Остается вторая анекдотическая возможность, а именно то, что церковный иерарх высшего чина снизошел (умалился) до разговора с незаметным мирянином. Это и есть «большая удача». Но тогда пушкинские ответные стихи, в особенности их заключительный аккорд, приобретают черты какого-то гротескного подхалимажа: «И внемлет арфе серафима / В священном ужасе поэт».
Препятствием волне неприятных ощущений от «лобового» смысла пушкинской строки служит некоторая несогласованность «арфы» и «ужаса». «Арфа» (да еще в ряду с «елеем») никак не предполагает столь сильного «отрицательного удовольствия». Между тем поставленный в завершение стиха, то есть в сильную позицию, «ужас» как бы венчает всю смысловую картину. Что имел в виду Пушкин?

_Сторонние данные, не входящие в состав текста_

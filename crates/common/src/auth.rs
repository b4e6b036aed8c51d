//! Tenant, key, and plan records the auth gate resolves credentials into.

use chrono::{DateTime, Utc};
use serde::{Deserialize, Serialize};

/// Lifecycle state of a tenant account.
#[derive(Debug, Clone, Copy, PartialEq, Eq, Serialize, Deserialize)]
#[serde(rename_all = "lowercase")]
pub enum TenantStatus {
    Active,
    Suspended,
    Deleted,
}

/// Lifecycle state of an API key.
#[derive(Debug, Clone, Copy, PartialEq, Eq, Serialize, Deserialize)]
#[serde(rename_all = "lowercase")]
pub enum KeyStatus {
    Active,
    Revoked,
    Expired,
}

/// A validated authorization: the joined tenant + key + plan row, plus cache
/// bookkeeping.
#[derive(Debug, Clone, PartialEq, Serialize, Deserialize)]
pub struct AuthRecord {
    pub tenant_id: i64,
    pub tenant_status: TenantStatus,
    pub key_id: i64,
    pub key_status: KeyStatus,
    pub plan_id: i64,
    pub max_concurrent_streams: i32,
    pub max_rps: i32,
    pub max_symbols: i32,
    pub max_daily_requests: Option<i64>,
    pub expires_at: Option<DateTime<Utc>>,
    pub cached_at: DateTime<Utc>,
}

impl AuthRecord {
    /// Whether the key is past its expiry timestamp.
    pub fn is_expired(&self) -> bool {
        self.expires_at.is_some_and(|at| at <= Utc::now())
    }

    /// Usable iff the tenant and key are both active and the key has not
    /// expired.
    pub fn is_valid(&self) -> bool {
        self.tenant_status == TenantStatus::Active
            && self.key_status == KeyStatus::Active
            && !self.is_expired()
    }
}

/// Counters accumulated for one API key, flushed into the daily usage row.
#[derive(Debug, Clone, Copy, Default, PartialEq, Serialize, Deserialize)]
pub struct UsageDelta {
    pub requests: i64,
    pub messages: i64,
    pub errors: i64,
    pub peak_streams: i32,
    pub avg_latency_ms: Option<f64>,
}

impl UsageDelta {
    /// Whether flushing this delta would be a no-op.
    pub fn is_empty(&self) -> bool {
        self.requests == 0
            && self.messages == 0
            && self.errors == 0
            && self.peak_streams == 0
            && self.avg_latency_ms.is_none()
    }
}

#[cfg(test)]
mod tests {
    use super::*;
    use chrono::Duration;

    fn record() -> AuthRecord {
        AuthRecord {
            tenant_id: 1,
            tenant_status: TenantStatus::Active,
            key_id: 10,
            key_status: KeyStatus::Active,
            plan_id: 2,
            max_concurrent_streams: 10,
            max_rps: 100,
            max_symbols: 50,
            max_daily_requests: None,
            expires_at: None,
            cached_at: Utc::now(),
        }
    }

    #[test]
    fn active_record_is_valid() {
        assert!(record().is_valid());
    }

    #[test]
    fn suspended_tenant_is_invalid() {
        let mut rec = record();
        rec.tenant_status = TenantStatus::Suspended;
        assert!(!rec.is_valid());
    }

    #[test]
    fn revoked_key_is_invalid() {
        let mut rec = record();
        rec.key_status = KeyStatus::Revoked;
        assert!(!rec.is_valid());
    }

    #[test]
    fn past_expiry_is_invalid() {
        let mut rec = record();
        rec.expires_at = Some(Utc::now() - Duration::seconds(1));
        assert!(rec.is_expired());
        assert!(!rec.is_valid());

        rec.expires_at = Some(Utc::now() + Duration::hours(1));
        assert!(!rec.is_expired());
        assert!(rec.is_valid());
    }

    #[test]
    fn empty_delta() {
        assert!(UsageDelta::default().is_empty());
        let delta = UsageDelta {
            requests: 1,
            ..Default::default()
        };
        assert!(!delta.is_empty());
    }
}
//! Per-key rate limiting: request token buckets plus concurrent-stream
//! semaphores.
//!
//! Keys are created lazily with the configured defaults and garbage
//! collected once idle with no streams held. The bucket refills
//! continuously at `rps` up to `rps * burst_multiplier`.

use parking_lot::{Mutex, RwLock};
use std::collections::HashMap;
use std::sync::atomic::{AtomicI64, AtomicU32, Ordering};
use std::sync::Arc;
use std::time::{Duration, Instant};
use tokio_util::sync::CancellationToken;
use tracing::debug;

struct BucketState {
    tokens: f64,
    last_refill: Instant,
}

/// Token bucket with continuous refill.
struct TokenBucket {
    rate: f64,
    burst: f64,
    state: Mutex<BucketState>,
}

impl TokenBucket {
    fn new(rate: f64, burst: f64) -> Self {
        Self {
            rate,
            burst,
            state: Mutex::new(BucketState {
                tokens: burst,
                last_refill: Instant::now(),
            }),
        }
    }

    fn refill(&self, state: &mut BucketState) {
        let now = Instant::now();
        let elapsed = now.duration_since(state.last_refill).as_secs_f64();
        state.tokens = (state.tokens + elapsed * self.rate).min(self.burst);
        state.last_refill = now;
    }

    fn allow_n(&self, n: f64) -> bool {
        let mut state = self.state.lock();
        self.refill(&mut state);
        if state.tokens >= n {
            state.tokens -= n;
            true
        } else {
            false
        }
    }

    /// Time until one token becomes available. Zero when one already is.
    fn next_delay(&self) -> Duration {
        let mut state = self.state.lock();
        self.refill(&mut state);
        if state.tokens >= 1.0 {
            return Duration::ZERO;
        }
        let wait = (1.0 - state.tokens) / self.rate;
        if wait.is_finite() {
            Duration::from_secs_f64(wait)
        } else {
            // A zero-rate bucket never refills; poll slowly.
            Duration::from_secs(1)
        }
    }
}

/// Counting semaphore for concurrent streams. `release` saturates at zero.
struct StreamSemaphore {
    max: AtomicU32,
    active: AtomicU32,
}

impl StreamSemaphore {
    fn new(max: u32) -> Self {
        Self {
            max: AtomicU32::new(max),
            active: AtomicU32::new(0),
        }
    }

    fn acquire(&self) -> bool {
        loop {
            let active = self.active.load(Ordering::Acquire);
            if active >= self.max.load(Ordering::Acquire) {
                return false;
            }
            if self
                .active
                .compare_exchange(active, active + 1, Ordering::AcqRel, Ordering::Acquire)
                .is_ok()
            {
                return true;
            }
        }
    }

    fn release(&self) {
        loop {
            let active = self.active.load(Ordering::Acquire);
            if active == 0 {
                return;
            }
            if self
                .active
                .compare_exchange(active, active - 1, Ordering::AcqRel, Ordering::Acquire)
                .is_ok()
            {
                return;
            }
        }
    }

    fn active(&self) -> u32 {
        self.active.load(Ordering::Acquire)
    }
}

/// Bucket + semaphore + idle tracking for one key.
struct ClientLimiter {
    bucket: TokenBucket,
    streams: StreamSemaphore,
    last_access_ms: AtomicI64,
}

impl ClientLimiter {
    fn touch(&self) {
        self.last_access_ms
            .store(chrono::Utc::now().timestamp_millis(), Ordering::Relaxed);
    }
}

/// Per-key statistics.
#[derive(Debug, Clone, Copy, PartialEq)]
pub struct KeyStats {
    pub rps: f64,
    pub burst: f64,
    pub active_streams: u32,
    pub max_streams: u32,
}

/// Limiter-wide statistics.
#[derive(Debug, Clone, Copy, PartialEq, Eq)]
pub struct LimiterStats {
    pub total_keys: usize,
    pub active_streams: u32,
}

/// Per-key rate limiter.
pub struct RateLimiter {
    limiters: RwLock<HashMap<String, Arc<ClientLimiter>>>,
    default_rps: u32,
    default_max_streams: u32,
    burst_multiplier: f64,
    cleanup_interval: Duration,
}

impl RateLimiter {
    pub fn new(
        default_rps: u32,
        default_max_streams: u32,
        burst_multiplier: f64,
        cleanup_interval: Duration,
    ) -> Self {
        let burst_multiplier = if burst_multiplier < 1.0 {
            2.0
        } else {
            burst_multiplier
        };
        Self {
            limiters: RwLock::new(HashMap::new()),
            default_rps,
            default_max_streams,
            burst_multiplier,
            cleanup_interval,
        }
    }

    /// Consume one token for the key. Lazily creates the key with defaults.
    pub fn allow(&self, key: &str) -> bool {
        self.allow_n(key, 1)
    }

    /// Consume `n` tokens at once, all or nothing.
    pub fn allow_n(&self, key: &str, n: u32) -> bool {
        let limiter = self.get_or_create(key, self.default_rps, self.default_max_streams);
        limiter.touch();
        limiter.bucket.allow_n(n as f64)
    }

    /// Block until a token is admitted or `cancel` fires. Returns whether a
    /// token was consumed.
    pub async fn wait(&self, key: &str, cancel: &CancellationToken) -> bool {
        let limiter = self.get_or_create(key, self.default_rps, self.default_max_streams);
        limiter.touch();
        loop {
            if limiter.bucket.allow_n(1.0) {
                return true;
            }
            let delay = limiter.bucket.next_delay().max(Duration::from_millis(1));
            tokio::select! {
                _ = cancel.cancelled() => return false,
                _ = tokio::time::sleep(delay) => {}
            }
        }
    }

    /// Admit one concurrent stream if the key has capacity. The
    /// caller-provided `max_streams` only applies on first touch; later
    /// calls reuse the existing semaphore.
    pub fn acquire_stream(&self, key: &str, max_streams: u32) -> bool {
        let limiter = self.get_or_create(key, self.default_rps, max_streams);
        limiter.touch();
        limiter.streams.acquire()
    }

    /// Release one stream slot. Saturates at zero; unknown keys are a no-op.
    pub fn release_stream(&self, key: &str) {
        let limiter = self.limiters.read().get(key).cloned();
        if let Some(limiter) = limiter {
            limiter.streams.release();
        }
    }

    /// Replace the limits for a key. Existing active-stream counts carry
    /// over so releases stay balanced.
    pub fn set_limit(&self, key: &str, rps: u32, max_streams: u32) {
        let burst = rps as f64 * self.burst_multiplier;
        let mut limiters = self.limiters.write();
        match limiters.get(key) {
            Some(existing) => {
                let active = existing.streams.active();
                let replacement = Arc::new(ClientLimiter {
                    bucket: TokenBucket::new(rps as f64, burst),
                    streams: StreamSemaphore::new(max_streams),
                    last_access_ms: AtomicI64::new(chrono::Utc::now().timestamp_millis()),
                });
                replacement.streams.active.store(active, Ordering::Release);
                limiters.insert(key.to_string(), replacement);
            }
            None => {
                limiters.insert(
                    key.to_string(),
                    Arc::new(ClientLimiter {
                        bucket: TokenBucket::new(rps as f64, burst),
                        streams: StreamSemaphore::new(max_streams),
                        last_access_ms: AtomicI64::new(chrono::Utc::now().timestamp_millis()),
                    }),
                );
            }
        }
    }

    pub fn key_stats(&self, key: &str) -> Option<KeyStats> {
        let limiter = self.limiters.read().get(key).cloned()?;
        Some(KeyStats {
            rps: limiter.bucket.rate,
            burst: limiter.bucket.burst,
            active_streams: limiter.streams.active(),
            max_streams: limiter.streams.max.load(Ordering::Acquire),
        })
    }

    pub fn stats(&self) -> LimiterStats {
        let limiters = self.limiters.read();
        LimiterStats {
            total_keys: limiters.len(),
            active_streams: limiters.values().map(|l| l.streams.active()).sum(),
        }
    }

    /// Remove keys idle for twice the cleanup interval with no streams held.
    /// Returns the number of keys removed.
    pub fn gc_pass(&self) -> usize {
        let cutoff =
            chrono::Utc::now().timestamp_millis() - 2 * self.cleanup_interval.as_millis() as i64;
        let mut limiters = self.limiters.write();
        let before = limiters.len();
        limiters.retain(|_, limiter| {
            limiter.last_access_ms.load(Ordering::Relaxed) >= cutoff
                || limiter.streams.active() > 0
        });
        let removed = before - limiters.len();
        if removed > 0 {
            debug!(removed, "rate limiter GC removed idle keys");
        }
        removed
    }

    /// Periodic GC loop; exits when `cancel` fires.
    pub async fn run_gc(self: Arc<Self>, cancel: CancellationToken) {
        let mut ticker = tokio::time::interval(self.cleanup_interval);
        ticker.set_missed_tick_behavior(tokio::time::MissedTickBehavior::Skip);
        loop {
            tokio::select! {
                _ = cancel.cancelled() => return,
                _ = ticker.tick() => {
                    self.gc_pass();
                }
            }
        }
    }

    fn get_or_create(&self, key: &str, rps: u32, max_streams: u32) -> Arc<ClientLimiter> {
        if let Some(limiter) = self.limiters.read().get(key) {
            return limiter.clone();
        }

        let mut limiters = self.limiters.write();
        // Double-check: another caller may have won the race.
        if let Some(limiter) = limiters.get(key) {
            return limiter.clone();
        }

        let limiter = Arc::new(ClientLimiter {
            bucket: TokenBucket::new(rps as f64, rps as f64 * self.burst_multiplier),
            streams: StreamSemaphore::new(max_streams),
            last_access_ms: AtomicI64::new(chrono::Utc::now().timestamp_millis()),
        });
        limiters.insert(key.to_string(), limiter.clone());
        limiter
    }
}
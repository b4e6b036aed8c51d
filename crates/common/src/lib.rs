//! Shared schema types for the market-data relay.
//!
//! Everything that crosses a component boundary lives here: the canonical
//! market-data records produced by upstream decoders and fanned out to
//! subscribers, and the tenant/key/plan records the auth gate resolves
//! credentials into.

pub mod auth;
pub mod market;

pub use auth::{AuthRecord, KeyStatus, TenantStatus, UsageDelta};
pub use market::{
    GatewayEndpoint, MarketDataUpdate, OrderbookSnapshot, PriceLevel, Side, StreamStatus, Symbol,
    Trade, UpdateKind,
};
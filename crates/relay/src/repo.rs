//! Repository interface to the relational store.
//!
//! The relay only needs three operations from persistence: resolve a
//! credential hash into an [`AuthRecord`], touch a key's `last_used_at`, and
//! upsert daily usage counters. Everything else about the tenant/plan/key
//! tables is opaque to the core.

use async_trait::async_trait;
use chrono::{DateTime, NaiveDate, Utc};
use common::{AuthRecord, KeyStatus, TenantStatus, UsageDelta};
use sqlx::postgres::PgPoolOptions;
use sqlx::{PgPool, Row};
use std::time::Duration;
use thiserror::Error;

use crate::config::DatabaseConfig;

/// Repository failures. `NotFound` must stay distinguishable from transport
/// trouble so the auth gate can classify credentials correctly.
#[derive(Debug, Error)]
pub enum RepoError {
    #[error("row not found")]
    NotFound,

    #[error("repository unavailable: {0}")]
    Unavailable(String),
}

impl From<sqlx::Error> for RepoError {
    fn from(err: sqlx::Error) -> Self {
        match err {
            sqlx::Error::RowNotFound => RepoError::NotFound,
            other => RepoError::Unavailable(other.to_string()),
        }
    }
}

/// Narrow persistence surface consumed by the relay core.
#[async_trait]
pub trait Repository: Send + Sync {
    /// Resolve a credential hash into the joined tenant + key + plan record.
    async fn find_auth_by_hash(&self, hash: &str) -> Result<AuthRecord, RepoError>;

    /// Record when the key was last used. Best-effort from the caller's
    /// point of view.
    async fn touch_last_used(&self, key_id: i64, ts: DateTime<Utc>) -> Result<(), RepoError>;

    /// Fold a usage delta into the daily row for `(key, date)`. Sums for
    /// counters, max for peak streams; safe to retry.
    async fn increment_usage(
        &self,
        tenant_id: i64,
        key_id: i64,
        date: NaiveDate,
        delta: UsageDelta,
    ) -> Result<(), RepoError>;
}

/// Postgres-backed repository.
pub struct SqlRepository {
    pool: PgPool,
}

impl SqlRepository {
    pub fn new(pool: PgPool) -> Self {
        Self { pool }
    }

    /// Build a pool from configuration and verify connectivity.
    pub async fn connect(config: &DatabaseConfig) -> Result<Self, RepoError> {
        let pool = PgPoolOptions::new()
            .max_connections(config.max_connections)
            .acquire_timeout(Duration::from_secs(config.acquire_timeout_secs))
            .connect(&config.url)
            .await?;
        sqlx::query("SELECT 1").execute(&pool).await?;
        Ok(Self { pool })
    }
}

fn parse_tenant_status(raw: &str) -> Result<TenantStatus, RepoError> {
    match raw {
        "active" => Ok(TenantStatus::Active),
        "suspended" => Ok(TenantStatus::Suspended),
        "deleted" => Ok(TenantStatus::Deleted),
        other => Err(RepoError::Unavailable(format!(
            "unknown tenant status '{other}'"
        ))),
    }
}

fn parse_key_status(raw: &str) -> Result<KeyStatus, RepoError> {
    match raw {
        "active" => Ok(KeyStatus::Active),
        "revoked" => Ok(KeyStatus::Revoked),
        "expired" => Ok(KeyStatus::Expired),
        other => Err(RepoError::Unavailable(format!(
            "unknown key status '{other}'"
        ))),
    }
}

#[async_trait]
impl Repository for SqlRepository {
    async fn find_auth_by_hash(&self, hash: &str) -> Result<AuthRecord, RepoError> {
        let row = sqlx::query(
            r#"
            SELECT t.id AS tenant_id, t.status AS tenant_status,
                   ak.id AS key_id, ak.status AS key_status, ak.expires_at,
                   p.id AS plan_id, p.max_concurrent_streams, p.max_rps,
                   p.max_symbols, p.max_daily_requests
            FROM api_keys ak
            JOIN tenants t ON t.id = ak.tenant_id
            JOIN plans p ON p.id = ak.plan_id
            WHERE ak.key_hash = $1
            "#,
        )
        .bind(hash)
        .fetch_optional(&self.pool)
        .await?
        .ok_or(RepoError::NotFound)?;

        let tenant_status: String = row.try_get("tenant_status")?;
        let key_status: String = row.try_get("key_status")?;

        Ok(AuthRecord {
            tenant_id: row.try_get("tenant_id")?,
            tenant_status: parse_tenant_status(&tenant_status)?,
            key_id: row.try_get("key_id")?,
            key_status: parse_key_status(&key_status)?,
            plan_id: row.try_get("plan_id")?,
            max_concurrent_streams: row.try_get("max_concurrent_streams")?,
            max_rps: row.try_get("max_rps")?,
            max_symbols: row.try_get("max_symbols")?,
            max_daily_requests: row.try_get("max_daily_requests")?,
            expires_at: row.try_get("expires_at")?,
            cached_at: Utc::now(),
        })
    }

    async fn touch_last_used(&self, key_id: i64, ts: DateTime<Utc>) -> Result<(), RepoError> {
        sqlx::query("UPDATE api_keys SET last_used_at = $2 WHERE id = $1")
            .bind(key_id)
            .bind(ts)
            .execute(&self.pool)
            .await?;
        Ok(())
    }

    async fn increment_usage(
        &self,
        tenant_id: i64,
        key_id: i64,
        date: NaiveDate,
        delta: UsageDelta,
    ) -> Result<(), RepoError> {
        sqlx::query(
            r#"
            INSERT INTO usage_daily
                (tenant_id, api_key_id, usage_date, total_requests, total_messages,
                 error_count, peak_concurrent_streams, avg_latency_ms)
            VALUES ($1, $2, $3, $4, $5, $6, $7, $8)
            ON CONFLICT (api_key_id, usage_date) DO UPDATE SET
                total_requests = usage_daily.total_requests + EXCLUDED.total_requests,
                total_messages = usage_daily.total_messages + EXCLUDED.total_messages,
                error_count = usage_daily.error_count + EXCLUDED.error_count,
                peak_concurrent_streams =
                    GREATEST(usage_daily.peak_concurrent_streams, EXCLUDED.peak_concurrent_streams),
                avg_latency_ms = COALESCE(EXCLUDED.avg_latency_ms, usage_daily.avg_latency_ms),
                updated_at = NOW()
            "#,
        )
        .bind(tenant_id)
        .bind(key_id)
        .bind(date)
        .bind(delta.requests)
        .bind(delta.messages)
        .bind(delta.errors)
        .bind(delta.peak_streams)
        .bind(delta.avg_latency_ms)
        .execute(&self.pool)
        .await?;
        Ok(())
    }
}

В. Непомнящий указал на важность в ответе Пушкина мотива «самоумаления». Суть в том, что митрополит «спустился со своей высоты, умалился до второстепенного стихотворца и приблизился к нему [Пушкину] с увещеванием — понимая, по всей вероятности, что здесь случай непростой и человек непростой» [10] . Эта трактовка, однако, не «схватывает» обусловленности «ужаса». Но, будучи совершенно естественной, она помогает острее ощутить потребность в дополнительном материале, в цитате, которая помогла бы связать «снисхождение» митрополита с эмоциональным всплеском поэта. Характер цитаты, ее общий смысл близок к тому, что пытался донести до паствы сам митрополит в «Слове на Рождество Христово» (1826). В нем говорилось о том, что Христос, придя к людям, умалил себя до раба и «на столь чрезвычайное умаление великого не можно смотреть без особенного чувства удивления, простирающегося или до умиления, или до ужаса » (III, 66) (курсив мой. — А. Б. ). В пределах этой модели спуск Филарета с высоты духовной, чтобы «силой кроткой и любовной смирить буйные мечты» поэта, получает высокий смысл. Дело не в поэтическом умении, а в «подражании Христу», в снисхождении иерарха до разговора с рабом (поэтом), то есть человеком более низкого (по религиозным и мирским меркам) уровня.
Заметим, что Филарет отталкивался от речения ап. Павла («Себе умалил, зрак раба приим, в подобии человечестем быв, и образом обретеся якоже человек» — Флп. 2: 5 — 7). Но у ап. Павла ничего не сказано о «чувстве удивления», вмещающем весь спектр — от «умиления» до «ужаса». Этот эмоциональный риторический оборот принадлежит самому Филарету. Отсюда правомерно предположение, что, отвечая Филарету, Пушкин оперирует образами из «Слов» самого митрополита. Просмотрим под этим углом зрения все стихотворение с самого начала. Первая строфа:
В часы забав иль праздной скуки,
Бывало, лире я моей
Вверял изнеженные звуки
Безумства, лени и страстей (III, 165).
Считать эти строки аллюзией на «Дар напрасный…» (что означало бы покаянный отказ от их содержания) едва ли справедливо. В послании Филарета слов о скуке, изнеженных звуках и пр. тоже нет. Но в письмах и проповедях митрополита именно они привлекаются для описания падения грешного человека. Пример из письма: «Душа не смиренная, непрестанно порываемая и волнуемая страстями, мрачна и смутна как хаос…» [11] . А вот из проповеди: «Чтобы небесное иметь и в мыслях, и в желаниях, и в делах, для сего надобно земному человеку переменить и дела, и желания, и самые мысли. Не спорю, что это нужно и что это не совсем легко. Но что же делать? Взойти на высоту труднее, нежели упасть в бездну. Итак, лучше ли упасть в бездну?» (II, 198).